Strictly convex norms and topology

TL;DR

This paper introduces a new topological property (*) and explores its implications for Banach spaces and compact spaces, characterizing when they admit equivalent strictly convex norms and relating to known topological classes.

Contribution

It defines the property (*) and uses it to characterize Banach spaces and scattered compact spaces with strictly convex norms, linking topology and functional analysis.

Findings

Characterization of Banach spaces with strictly convex norms using (*)

Identification of scattered compact spaces with (*) that admit such norms

Examples including Kunen's compact space and under CH, a non-Gruenhage space with (*)

Abstract

We introduce a new topological property called (*) and the corresponding class of topological spaces, which includes spaces with $G_\delta$-diagonals and Gruenhage spaces.

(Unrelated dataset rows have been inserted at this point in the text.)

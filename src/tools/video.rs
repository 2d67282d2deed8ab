//! YouTube video and trailer search tools.

use super::{count_arg, str_arg, BuiltinTool, ToolHandler, ToolResult};
use crate::error::{MarqueeError, Result};
use crate::providers::{VideoHit, YouTubeClient};
use async_trait::async_trait;
use serde_json::Value;
use std::sync::Arc;

const TRAILER_MARKERS: [&str; 3] = ["trailer", "teaser", "official"];

/// Whether a video title looks like a trailer.
pub fn is_likely_trailer(title: &str) -> bool {
    let lower = title.to_lowercase();
    TRAILER_MARKERS.iter().any(|m| lower.contains(m))
}

fn format_videos(query: &str, hits: &[VideoHit], flag_trailers: bool) -> String {
    if hits.is_empty() {
        return format!("No videos found for \"{}\".", query);
    }

    let formatted = hits
        .iter()
        .enumerate()
        .map(|(i, hit)| {
            let mut entry = format!(
                "{}. {}\n   {}\n   Thumbnail: {}",
                i + 1,
                hit.title,
                hit.url,
                hit.thumbnail_url
            );
            if flag_trailers {
                entry.push_str(&format!("\n   Likely trailer: {}", is_likely_trailer(&hit.title)));
            }
            entry
        })
        .collect::<Vec<_>>()
        .join("\n\n");

    format!("Found {} videos for \"{}\":\n\n{}", hits.len(), query, formatted)
}

/// General YouTube search (`youtube_search`).
pub struct YouTubeSearchTool {
    client: Arc<YouTubeClient>,
    default_results: usize,
}

impl YouTubeSearchTool {
    pub fn new(client: Arc<YouTubeClient>, default_results: usize) -> Self {
        Self {
            client,
            default_results,
        }
    }
}

#[async_trait]
impl ToolHandler for YouTubeSearchTool {
    async fn execute(&self, args: &Value) -> Result<ToolResult> {
        let name = BuiltinTool::YouTubeSearch.name();
        let query = str_arg(name, args, "query")?;
        let max = count_arg(name, args, "num_results", self.default_results)?;

        let hits = self.client.search_videos(query, max).await?;
        Ok(ToolResult::new(name, format_videos(query, &hits, false)))
    }
}

/// Trailer lookup for a movie or show (`movie_trailer_search`).
pub struct TrailerSearchTool {
    client: Arc<YouTubeClient>,
    default_results: usize,
}

impl TrailerSearchTool {
    pub fn new(client: Arc<YouTubeClient>, default_results: usize) -> Self {
        Self {
            client,
            default_results,
        }
    }
}

#[async_trait]
impl ToolHandler for TrailerSearchTool {
    async fn execute(&self, args: &Value) -> Result<ToolResult> {
        let name = BuiltinTool::TrailerSearch.name();
        let title = str_arg(name, args, "query")?;
        let max = count_arg(name, args, "num_results", self.default_results)?;

        if title.trim().is_empty() {
            return Err(MarqueeError::invalid_arguments(name, "query must not be empty"));
        }

        let query = format!("{} official trailer", title.trim());
        let hits = self.client.search_videos(&query, max).await?;
        Ok(ToolResult::new(name, format_videos(&query, &hits, true)))
    }
}
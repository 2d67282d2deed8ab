//! Marquee CLI entry point.

use anyhow::Result;
use clap::Parser;
use marquee::cli::{commands, Cli, Commands};
use marquee::config::Settings;
use tracing_subscriber::{layer::SubscriberExt, util::SubscriberInitExt, EnvFilter};

#[tokio::main]
async fn main() -> Result<()> {
    dotenvy::dotenv().ok();

    let cli = Cli::parse();

    // Load configuration
    let config_path = match &cli.config {
        Some(path) => Settings::expand_path(path),
        None => Settings::default_config_path(),
    };
    let settings = Settings::load_from(Some(&config_path))?;

    // Initialize logging
    let log_level = match cli.verbose {
        0 => settings.general.log_level.as_str(),
        1 => "info",
        2 => "debug",
        _ => "trace",
    };

    tracing_subscriber::registry()
        .with(EnvFilter::new(
            std::env::var("RUST_LOG").unwrap_or_else(|_| format!("marquee={}", log_level)),
        ))
        .with(tracing_subscriber::fmt::layer().with_target(false))
        .init();

    // Execute command
    match &cli.command {
        Commands::Chat { model } => {
            commands::run_chat(model.clone(), settings).await?;
        }

        Commands::Ask { question, model } => {
            commands::run_ask(question, model.clone(), settings).await?;
        }

        Commands::Search { query, limit } => {
            commands::run_search(query, *limit, settings).await?;
        }

        Commands::Videos {
            query,
            trailer,
            limit,
        } => {
            commands::run_videos(query, *trailer, *limit, settings).await?;
        }

        Commands::Tools => {
            commands::run_tools(&settings)?;
        }

        Commands::Doctor => {
            commands::run_doctor(&settings, &config_path).await?;
        }

        Commands::Serve { host, port } => {
            commands::run_serve(host, *port, settings).await?;
        }

        Commands::Config { action } => {
            commands::run_config(action, settings, config_path.clone())?;
        }
    }

    Ok(())
}
impl Agent {
    /// Create an agent with default loop settings and an empty system prompt.
    pub fn new(model: Arc<dyn ChatModel>, registry: Arc<ToolRegistry>) -> Self {
        let defaults = AgentSettings::default();
        Self {
            model,
            registry,
            system_prompt: String::new(),
            max_iterations: defaults.max_iterations,
            history_limit: defaults.history_limit,
            parallel_tools: defaults.parallel_tools,
            history: SessionHistory::new(),
        }
    }

    /// Create an agent backed by the OpenAI model and the built-in tools.
    pub fn from_settings(settings: &Settings, system_prompt: &str) -> Result<Self> {
        let model = Arc::new(OpenAIChatModel::from_settings(settings)?);
        let registry = Arc::new(builtin_registry(settings)?);
        Ok(Self::new(model, registry)
            .with_settings(&settings.agent)
            .with_system_prompt(system_prompt))
    }

    /// Set a custom system prompt.
    pub fn with_system_prompt(mut self, prompt: &str) -> Self {
        self.system_prompt = prompt.to_string();
        self
    }

    /// Set maximum model calls per turn.
    pub fn with_max_iterations(mut self, max: usize) -> Self {
        self.max_iterations = max;
        self
    }

    pub fn with_history_limit(mut self, limit: usize) -> Self {
        self.history_limit = limit;
        self
    }

    /// Run the tool calls of one model reply concurrently.
    pub fn with_parallel_tools(mut self, parallel: bool) -> Self {
        self.parallel_tools = parallel;
        self
    }

    /// Apply loop settings from configuration.
    pub fn with_settings(self, settings: &AgentSettings) -> Self {
        self.with_max_iterations(settings.max_iterations)
            .with_history_limit(settings.history_limit)
            .with_parallel_tools(settings.parallel_tools)
    }

    pub fn history(&self) -> &SessionHistory {
        &self.history
    }

    pub fn registry(&self) -> &ToolRegistry {
        &self.registry
    }

    /// Start a fresh session.
    pub fn reset(&mut self) {
        self.history.clear();
    }

    /// Answer one user message, calling tools as the model requests.
    pub async fn handle_user_message(&mut self, text: &str) -> Result<String> {
        if text.trim().is_empty() {
            return Err(MarqueeError::InvalidInput(
                "message must not be empty".to_string(),
            ));
        }

        let mut staged = Staged {
            messages: vec![Message::user(text)],
            trace: Vec::new(),
        };

        match self.run_turn(&mut staged).await {
            Ok(answer) => {
                staged.messages.push(Message::assistant(answer.clone()));
                self.commit(staged);
                Ok(answer)
            }
            Err(e @ MarqueeError::MaxIterationsExceeded(_)) => {
                warn!("{}", e);
                staged.messages.push(Message::assistant(e.user_message()));
                self.commit(staged);
                Err(e)
            }
            Err(e) => {
                warn!("Turn aborted: {}", e);
                Err(e)
            }
        }
    }

    fn commit(&mut self, staged: Staged) {
        self.history.commit(staged.messages, staged.trace);
        self.history.trim_to(self.history_limit);
    }

    async fn run_turn(&self, staged: &mut Staged) -> Result<String> {
        let mut state = LoopState::AwaitingModel;
        let mut iterations = 0;

        loop {
            state = match state {
                LoopState::AwaitingModel => {
                    if iterations == self.max_iterations {
                        return Err(MarqueeError::MaxIterationsExceeded(self.max_iterations));
                    }
                    iterations += 1;
                    debug!("Agent iteration {}", iterations);

                    let context: Vec<Message> = self
                        .history
                        .messages()
                        .iter()
                        .chain(staged.messages.iter())
                        .cloned()
                        .collect();

                    match self
                        .model
                        .complete(&self.system_prompt, &context, self.registry.list_specs())
                        .await?
                    {
                        ModelReply::Final(text) => LoopState::Done(text),
                        ModelReply::ToolCalls { calls, .. } if calls.is_empty() => {
                            LoopState::Done(String::new())
                        }
                        ModelReply::ToolCalls { content, calls } => {
                            LoopState::ExecutingTools { content, calls }
                        }
                    }
                }
                LoopState::ExecutingTools { content, calls } => {
                    staged
                        .messages
                        .push(Message::assistant_tool_calls(content, calls.clone()));

                    let outcomes = if self.parallel_tools {
                        join_all(calls.iter().map(|call| self.execute_call(call)))
                            .await
                            .into_iter()
                            .collect::<Result<Vec<_>>>()?
                    } else {
                        let mut outcomes = Vec::with_capacity(calls.len());
                        for call in &calls {
                            outcomes.push(self.execute_call(call).await?);
                        }
                        outcomes
                    };

                    for (message, invocation) in outcomes {
                        staged.messages.push(message);
                        staged.trace.push(invocation);
                    }
                    LoopState::AwaitingModel
                }
                LoopState::Done(text) => return Ok(text),
            };
        }
    }

    /// Run one tool call. Recoverable failures become a tool error message;
    /// anything else aborts the turn.
    async fn execute_call(&self, call: &ToolCallRequest) -> Result<(Message, ToolInvocation)> {
        let raw = if call.arguments.trim().is_empty() {
            "{}"
        } else {
            call.arguments.as_str()
        };
        let arguments: Value = serde_json::from_str(raw).map_err(|e| {
            MarqueeError::invalid_arguments(&call.name, format!("malformed JSON arguments: {}", e))
        })?;

        info!("Agent calling tool: {} with args: {}", call.name, arguments);

        let mut invocation = ToolInvocation {
            call_id: call.id.clone(),
            tool: call.name.clone(),
            arguments: arguments.clone(),
            output: String::new(),
            rating: None,
            release_date: None,
            ok: true,
            timestamp: Utc::now(),
        };

        let content = match self.registry.dispatch(&call.name, &arguments).await {
            Ok(result) => {
                let content = result.to_message_content();
                invocation.output = result.output;
                invocation.rating = result.rating;
                invocation.release_date = result.release_date;
                content
            }
            Err(e) if e.is_recoverable() => {
                warn!("Tool {} failed: {}", call.name, e);
                let content = format!("Tool error: {}", e);
                invocation.output = content.clone();
                invocation.ok = false;
                content
            }
            Err(e) => return Err(e),
        };

        Ok((Message::tool(&call.id, content), invocation))
    }
}
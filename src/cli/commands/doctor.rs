//! Doctor command - verify configuration and provider connectivity.

use crate::cli::Output;
use crate::config::Settings;
use crate::error::MarqueeError;
use crate::providers::SearchClient;
use console::style;
use std::path::Path;

/// Check result for a single item.
#[derive(Debug)]
pub struct CheckResult {
    pub name: String,
    pub status: CheckStatus,
    pub message: String,
    pub hint: Option<String>,
}

#[derive(Debug, PartialEq)]
pub enum CheckStatus {
    Ok,
    Warning,
    Error,
}

impl CheckResult {
    fn ok(name: &str, message: &str) -> Self {
        Self {
            name: name.to_string(),
            status: CheckStatus::Ok,
            message: message.to_string(),
            hint: None,
        }
    }

    fn warning(name: &str, message: &str, hint: &str) -> Self {
        Self {
            name: name.to_string(),
            status: CheckStatus::Warning,
            message: message.to_string(),
            hint: Some(hint.to_string()),
        }
    }

    fn error(name: &str, message: &str, hint: &str) -> Self {
        Self {
            name: name.to_string(),
            status: CheckStatus::Error,
            message: message.to_string(),
            hint: Some(hint.to_string()),
        }
    }

    fn print(&self) {
        let icon = match self.status {
            CheckStatus::Ok => style("✓").green(),
            CheckStatus::Warning => style("!").yellow(),
            CheckStatus::Error => style("✗").red(),
        };

        println!("  {} {} - {}", icon, style(&self.name).bold(), self.message);

        if let Some(hint) = &self.hint {
            println!("    {} {}", style("→").dim(), style(hint).dim());
        }
    }
}

/// Run all diagnostic checks.
pub async fn run_doctor(settings: &Settings, config_path: &Path) -> anyhow::Result<()> {
    Output::header("Marquee Doctor");
    println!();
    println!("Checking configuration and providers...\n");

    let mut checks = Vec::new();

    println!("{}", style("API Configuration").bold());
    let api_checks = vec![
        check_openai_api_key(settings.openai_api_key().as_deref()),
        check_youtube_api_key(settings.youtube_api_key().as_deref()),
        CheckResult::ok("Model", &settings.openai.model),
    ];
    for check in &api_checks {
        check.print();
    }
    checks.extend(api_checks);

    println!();

    println!("{}", style("Providers").bold());
    let search_check = check_search(settings).await;
    search_check.print();
    checks.push(search_check);

    println!();

    println!("{}", style("Configuration").bold());
    let config_check = check_config_file(config_path);
    config_check.print();
    checks.push(config_check);

    println!();

    let errors = checks.iter().filter(|c| c.status == CheckStatus::Error).count();
    let warnings = checks.iter().filter(|c| c.status == CheckStatus::Warning).count();

    if errors > 0 {
        Output::error(&format!(
            "{} error(s) found. Please fix them before using Marquee.",
            errors
        ));
        anyhow::bail!("doctor found {} error(s)", errors);
    } else if warnings > 0 {
        Output::warning(&format!("All checks passed with {} warning(s).", warnings));
    } else {
        Output::success("All checks passed! Marquee is ready to use.");
    }

    Ok(())
}

/// Show the first and last characters of a secret.
fn mask_key(key: &str) -> String {
    let chars: Vec<char> = key.chars().collect();
    if chars.len() <= 12 {
        return "***".to_string();
    }
    let head: String = chars[..7].iter().collect();
    let tail: String = chars[chars.len() - 4..].iter().collect();
    format!("{}...{}", head, tail)
}

fn check_openai_api_key(key: Option<&str>) -> CheckResult {
    match key {
        Some(key) if key.starts_with("sk-") => {
            CheckResult::ok("OpenAI API key", &format!("configured ({})", mask_key(key)))
        }
        Some(_) => CheckResult::warning(
            "OpenAI API key",
            "set but format looks unusual",
            "Expected format: sk-... (OpenAI API key)",
        ),
        None => CheckResult::error(
            "OpenAI API key",
            "not set",
            "Set with: export OPENAI_API_KEY='sk-...' or openai.api_key in the config file",
        ),
    }
}

fn check_youtube_api_key(key: Option<&str>) -> CheckResult {
    match key {
        Some(key) => CheckResult::ok("YouTube API key", &format!("configured ({})", mask_key(key))),
        None => CheckResult::warning(
            "YouTube API key",
            "not set, video search scrapes the public results page",
            "Set YOUTUBE_API_KEY for more reliable video results",
        ),
    }
}

/// Run one small search to check the search provider is reachable.
async fn check_search(settings: &Settings) -> CheckResult {
    let client = match SearchClient::from_settings(&settings.search) {
        Ok(client) => client,
        Err(e) => return CheckResult::error("Web search", &e.to_string(), "Check the [search] section"),
    };

    match client.search("imdb", 1).await {
        Ok(_) => CheckResult::ok("Web search", &settings.search.endpoint),
        Err(MarqueeError::RateLimit(_)) => CheckResult::warning(
            "Web search",
            "reachable but rate limited",
            "Wait a few minutes before searching again",
        ),
        Err(e) => CheckResult::warning(
            "Web search",
            &format!("unreachable: {}", e),
            "Check your network connection or search.endpoint",
        ),
    }
}

fn check_config_file(config_path: &Path) -> CheckResult {
    if config_path.exists() {
        CheckResult::ok("Config file", &format!("{}", config_path.display()))
    } else {
        CheckResult::warning(
            "Config file",
            "using defaults",
            "Create with: marquee config edit",
        )
    }
}
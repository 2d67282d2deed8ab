//! Search command implementation.

use crate::cli::preflight::{self, Operation};
use crate::cli::Output;
use crate::config::Settings;
use crate::extract;
use crate::providers::SearchClient;
use anyhow::Result;

/// Run the search command.
pub async fn run_search(query: &str, limit: Option<usize>, settings: Settings) -> Result<()> {
    preflight::check(Operation::Search, &settings)?;

    let client = SearchClient::from_settings(&settings.search)?;
    let limit = limit.unwrap_or(settings.search.max_results);

    let spinner = Output::spinner("Searching...");
    let result = client.search(query, limit).await;
    spinner.finish_and_clear();

    let hits = match result {
        Ok(hits) => hits,
        Err(e) => {
            Output::error(&format!("Search failed: {}", e));
            return Err(e.into());
        }
    };

    if hits.is_empty() {
        Output::info(&format!("No results found for \"{}\".", query));
        return Ok(());
    }

    Output::header(&format!("Results for \"{}\"", query));
    for (i, hit) in hits.iter().enumerate() {
        Output::search_hit(i + 1, hit);
    }

    let rating = hits.iter().find_map(|h| extract::extract_rating(&h.snippet));
    let release_date = hits
        .iter()
        .find_map(|h| extract::extract_release_date(&h.snippet));

    if rating.is_some() || release_date.is_some() {
        Output::header("Extracted");
        if let Some(rating) = rating {
            Output::kv("Rating", &format!("{}/10", rating));
        }
        if let Some(date) = release_date {
            Output::kv("Release date", &date);
        }
    }

    Ok(())
}
//! Agent system for answering movie and TV questions with tool calling.
//!
//! The [`Agent`] forwards the conversation to a [`ChatModel`], runs the tools
//! the model asks for through the tool registry, and repeats until the model
//! answers in plain text. Each agent owns one [`SessionHistory`].

mod history;
mod message;
mod model;
mod runner;

pub use history::{SessionHistory, ToolInvocation};
pub use message::{Message, Role, ToolCallRequest};
pub use model::{tool_definitions, ChatModel, ModelReply, OpenAIChatModel};
pub use runner::Agent;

Using (*), we characterise those Banach spaces which admit equivalent strictly convex norms, and give an internal topological characterisation of those scattered compact spaces $K$, for which the dual Banach space $C(K)^*$ admits an equivalent strictly convex dual norm. We establish some relationships between (*) and other topological concepts, and the position of several well-known examples in this context. For instance, we show that $C(\mathcal{K})^*$ admits an equivalent strictly convex dual norm, where $\mathcal{K}$ is Kunen's compact space. Also, under the continuum hypothesis CH, we give an example of a compact scattered non-Gruenhage space having (*).